(Saved data entries)

———

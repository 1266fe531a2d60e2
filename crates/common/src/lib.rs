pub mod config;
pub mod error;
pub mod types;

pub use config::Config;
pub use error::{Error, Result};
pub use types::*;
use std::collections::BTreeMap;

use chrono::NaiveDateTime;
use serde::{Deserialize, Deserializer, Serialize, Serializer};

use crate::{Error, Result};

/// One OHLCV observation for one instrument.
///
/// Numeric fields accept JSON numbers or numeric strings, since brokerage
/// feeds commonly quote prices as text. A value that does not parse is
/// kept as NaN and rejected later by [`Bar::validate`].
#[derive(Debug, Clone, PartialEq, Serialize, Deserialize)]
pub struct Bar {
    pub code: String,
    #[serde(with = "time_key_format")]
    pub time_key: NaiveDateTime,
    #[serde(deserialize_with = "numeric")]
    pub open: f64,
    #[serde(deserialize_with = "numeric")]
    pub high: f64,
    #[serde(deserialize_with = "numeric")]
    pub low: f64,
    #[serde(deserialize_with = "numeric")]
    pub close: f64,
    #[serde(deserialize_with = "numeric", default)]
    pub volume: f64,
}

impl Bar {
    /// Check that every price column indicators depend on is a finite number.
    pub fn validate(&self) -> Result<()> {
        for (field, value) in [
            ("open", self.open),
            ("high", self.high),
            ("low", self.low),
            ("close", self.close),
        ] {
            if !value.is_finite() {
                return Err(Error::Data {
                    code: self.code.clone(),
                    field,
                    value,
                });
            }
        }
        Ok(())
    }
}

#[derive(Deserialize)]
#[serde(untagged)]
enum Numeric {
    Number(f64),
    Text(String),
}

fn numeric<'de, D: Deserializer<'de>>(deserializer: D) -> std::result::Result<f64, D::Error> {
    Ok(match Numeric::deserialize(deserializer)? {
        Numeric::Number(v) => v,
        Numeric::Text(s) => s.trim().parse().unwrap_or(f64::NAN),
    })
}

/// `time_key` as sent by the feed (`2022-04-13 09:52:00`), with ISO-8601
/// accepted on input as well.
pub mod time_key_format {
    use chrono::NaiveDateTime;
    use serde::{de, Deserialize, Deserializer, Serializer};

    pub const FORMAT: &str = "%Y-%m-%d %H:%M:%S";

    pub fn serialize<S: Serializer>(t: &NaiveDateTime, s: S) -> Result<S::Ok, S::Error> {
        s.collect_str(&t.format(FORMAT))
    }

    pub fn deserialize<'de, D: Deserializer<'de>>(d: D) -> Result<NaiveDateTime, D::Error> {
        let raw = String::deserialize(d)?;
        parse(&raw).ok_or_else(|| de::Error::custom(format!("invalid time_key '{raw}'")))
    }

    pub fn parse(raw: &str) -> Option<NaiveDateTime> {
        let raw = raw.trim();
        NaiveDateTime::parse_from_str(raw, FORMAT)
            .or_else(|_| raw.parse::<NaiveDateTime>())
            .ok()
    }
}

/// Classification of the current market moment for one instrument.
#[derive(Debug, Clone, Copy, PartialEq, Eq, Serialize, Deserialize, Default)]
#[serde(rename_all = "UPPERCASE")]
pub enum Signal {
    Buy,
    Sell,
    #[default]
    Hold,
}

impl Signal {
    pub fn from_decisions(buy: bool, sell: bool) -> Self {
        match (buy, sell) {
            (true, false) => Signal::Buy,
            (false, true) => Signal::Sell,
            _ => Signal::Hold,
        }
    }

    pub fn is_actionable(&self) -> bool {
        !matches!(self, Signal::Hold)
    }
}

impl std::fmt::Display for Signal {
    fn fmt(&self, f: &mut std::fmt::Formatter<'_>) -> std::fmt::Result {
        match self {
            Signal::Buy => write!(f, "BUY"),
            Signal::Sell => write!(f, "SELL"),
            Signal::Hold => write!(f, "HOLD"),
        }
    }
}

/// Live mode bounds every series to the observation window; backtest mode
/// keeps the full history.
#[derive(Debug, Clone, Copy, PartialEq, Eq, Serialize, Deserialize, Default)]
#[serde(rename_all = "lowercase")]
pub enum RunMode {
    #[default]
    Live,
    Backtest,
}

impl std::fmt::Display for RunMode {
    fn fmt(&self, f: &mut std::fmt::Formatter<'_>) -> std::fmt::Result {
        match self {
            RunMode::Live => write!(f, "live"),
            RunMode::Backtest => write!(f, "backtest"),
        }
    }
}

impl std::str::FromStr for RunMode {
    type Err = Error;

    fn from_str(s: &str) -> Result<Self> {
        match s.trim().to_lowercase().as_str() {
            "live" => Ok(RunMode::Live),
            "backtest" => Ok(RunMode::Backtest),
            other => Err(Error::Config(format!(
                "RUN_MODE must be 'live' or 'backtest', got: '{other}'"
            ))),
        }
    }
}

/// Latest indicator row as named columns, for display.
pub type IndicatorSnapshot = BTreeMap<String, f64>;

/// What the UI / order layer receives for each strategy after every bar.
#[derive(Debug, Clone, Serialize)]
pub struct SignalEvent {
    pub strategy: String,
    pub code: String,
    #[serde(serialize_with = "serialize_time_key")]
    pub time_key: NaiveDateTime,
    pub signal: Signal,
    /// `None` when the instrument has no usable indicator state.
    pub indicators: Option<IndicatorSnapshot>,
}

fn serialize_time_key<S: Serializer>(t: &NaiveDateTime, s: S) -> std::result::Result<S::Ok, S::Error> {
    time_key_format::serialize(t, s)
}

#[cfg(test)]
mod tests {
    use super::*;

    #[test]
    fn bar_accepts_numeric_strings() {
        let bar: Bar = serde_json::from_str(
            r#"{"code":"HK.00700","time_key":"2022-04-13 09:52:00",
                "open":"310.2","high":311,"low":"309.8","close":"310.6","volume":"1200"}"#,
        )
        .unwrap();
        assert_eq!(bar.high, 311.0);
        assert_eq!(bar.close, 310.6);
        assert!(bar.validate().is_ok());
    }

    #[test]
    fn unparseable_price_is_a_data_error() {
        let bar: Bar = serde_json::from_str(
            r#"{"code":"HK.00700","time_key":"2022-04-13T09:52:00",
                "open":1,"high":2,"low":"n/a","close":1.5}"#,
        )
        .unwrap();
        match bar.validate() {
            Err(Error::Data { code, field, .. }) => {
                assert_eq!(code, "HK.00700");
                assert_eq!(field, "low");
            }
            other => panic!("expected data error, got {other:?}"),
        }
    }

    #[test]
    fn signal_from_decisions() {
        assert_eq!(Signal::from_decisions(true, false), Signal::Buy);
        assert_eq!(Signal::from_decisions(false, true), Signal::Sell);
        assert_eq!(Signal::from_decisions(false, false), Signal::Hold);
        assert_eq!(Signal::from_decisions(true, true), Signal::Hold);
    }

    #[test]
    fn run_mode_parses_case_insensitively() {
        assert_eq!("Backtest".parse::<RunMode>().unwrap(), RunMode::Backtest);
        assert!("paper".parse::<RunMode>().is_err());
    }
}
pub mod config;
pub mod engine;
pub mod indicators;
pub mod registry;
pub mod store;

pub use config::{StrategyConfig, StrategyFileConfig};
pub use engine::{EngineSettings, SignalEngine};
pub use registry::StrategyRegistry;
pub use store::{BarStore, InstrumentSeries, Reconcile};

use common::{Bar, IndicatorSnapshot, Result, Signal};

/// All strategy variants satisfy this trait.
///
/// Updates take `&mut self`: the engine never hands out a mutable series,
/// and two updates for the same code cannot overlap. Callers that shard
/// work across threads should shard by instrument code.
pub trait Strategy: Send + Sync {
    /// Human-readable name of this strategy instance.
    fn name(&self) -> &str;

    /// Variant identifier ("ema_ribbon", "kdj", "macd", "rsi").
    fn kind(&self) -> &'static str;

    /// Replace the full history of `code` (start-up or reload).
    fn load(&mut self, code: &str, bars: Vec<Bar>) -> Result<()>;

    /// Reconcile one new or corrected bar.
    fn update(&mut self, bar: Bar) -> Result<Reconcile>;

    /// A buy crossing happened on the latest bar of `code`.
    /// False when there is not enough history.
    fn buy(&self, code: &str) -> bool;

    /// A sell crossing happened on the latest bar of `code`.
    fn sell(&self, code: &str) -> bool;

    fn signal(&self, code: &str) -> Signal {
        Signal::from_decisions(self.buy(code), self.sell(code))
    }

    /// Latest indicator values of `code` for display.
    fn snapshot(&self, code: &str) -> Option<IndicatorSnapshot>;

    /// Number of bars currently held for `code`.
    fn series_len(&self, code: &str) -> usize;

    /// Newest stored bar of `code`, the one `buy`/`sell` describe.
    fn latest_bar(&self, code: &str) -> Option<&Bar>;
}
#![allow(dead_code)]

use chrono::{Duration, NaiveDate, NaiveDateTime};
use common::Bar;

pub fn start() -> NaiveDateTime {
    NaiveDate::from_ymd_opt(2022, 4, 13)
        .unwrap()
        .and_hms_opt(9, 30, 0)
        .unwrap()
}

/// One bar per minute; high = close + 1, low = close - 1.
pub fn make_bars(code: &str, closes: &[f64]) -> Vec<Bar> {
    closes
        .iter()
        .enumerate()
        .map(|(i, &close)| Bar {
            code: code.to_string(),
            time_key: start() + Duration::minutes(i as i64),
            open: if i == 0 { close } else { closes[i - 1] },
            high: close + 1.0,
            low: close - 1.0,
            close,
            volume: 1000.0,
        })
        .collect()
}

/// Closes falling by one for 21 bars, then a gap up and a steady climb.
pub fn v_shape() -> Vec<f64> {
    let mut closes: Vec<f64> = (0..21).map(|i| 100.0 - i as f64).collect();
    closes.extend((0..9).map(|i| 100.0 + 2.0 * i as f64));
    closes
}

———

### Task statement
In the entries above, the lines between the one holding "(false, true) =>" and the one holding "the full history.", inclusive, are to be printed exactly as written, and those alone.

### Completed exercise
            (false, true) => Signal::Sell,
            _ => Signal::Hold,
        }
    }

    pub fn is_actionable(&self) -> bool {
        !matches!(self, Signal::Hold)
    }
}

impl std::fmt::Display for Signal {
    fn fmt(&self, f: &mut std::fmt::Formatter<'_>) -> std::fmt::Result {
        match self {
            Signal::Buy => write!(f, "BUY"),
            Signal::Sell => write!(f, "SELL"),
            Signal::Hold => write!(f, "HOLD"),
        }
    }
}

/// Live mode bounds every series to the observation window; backtest mode
/// keeps the full history.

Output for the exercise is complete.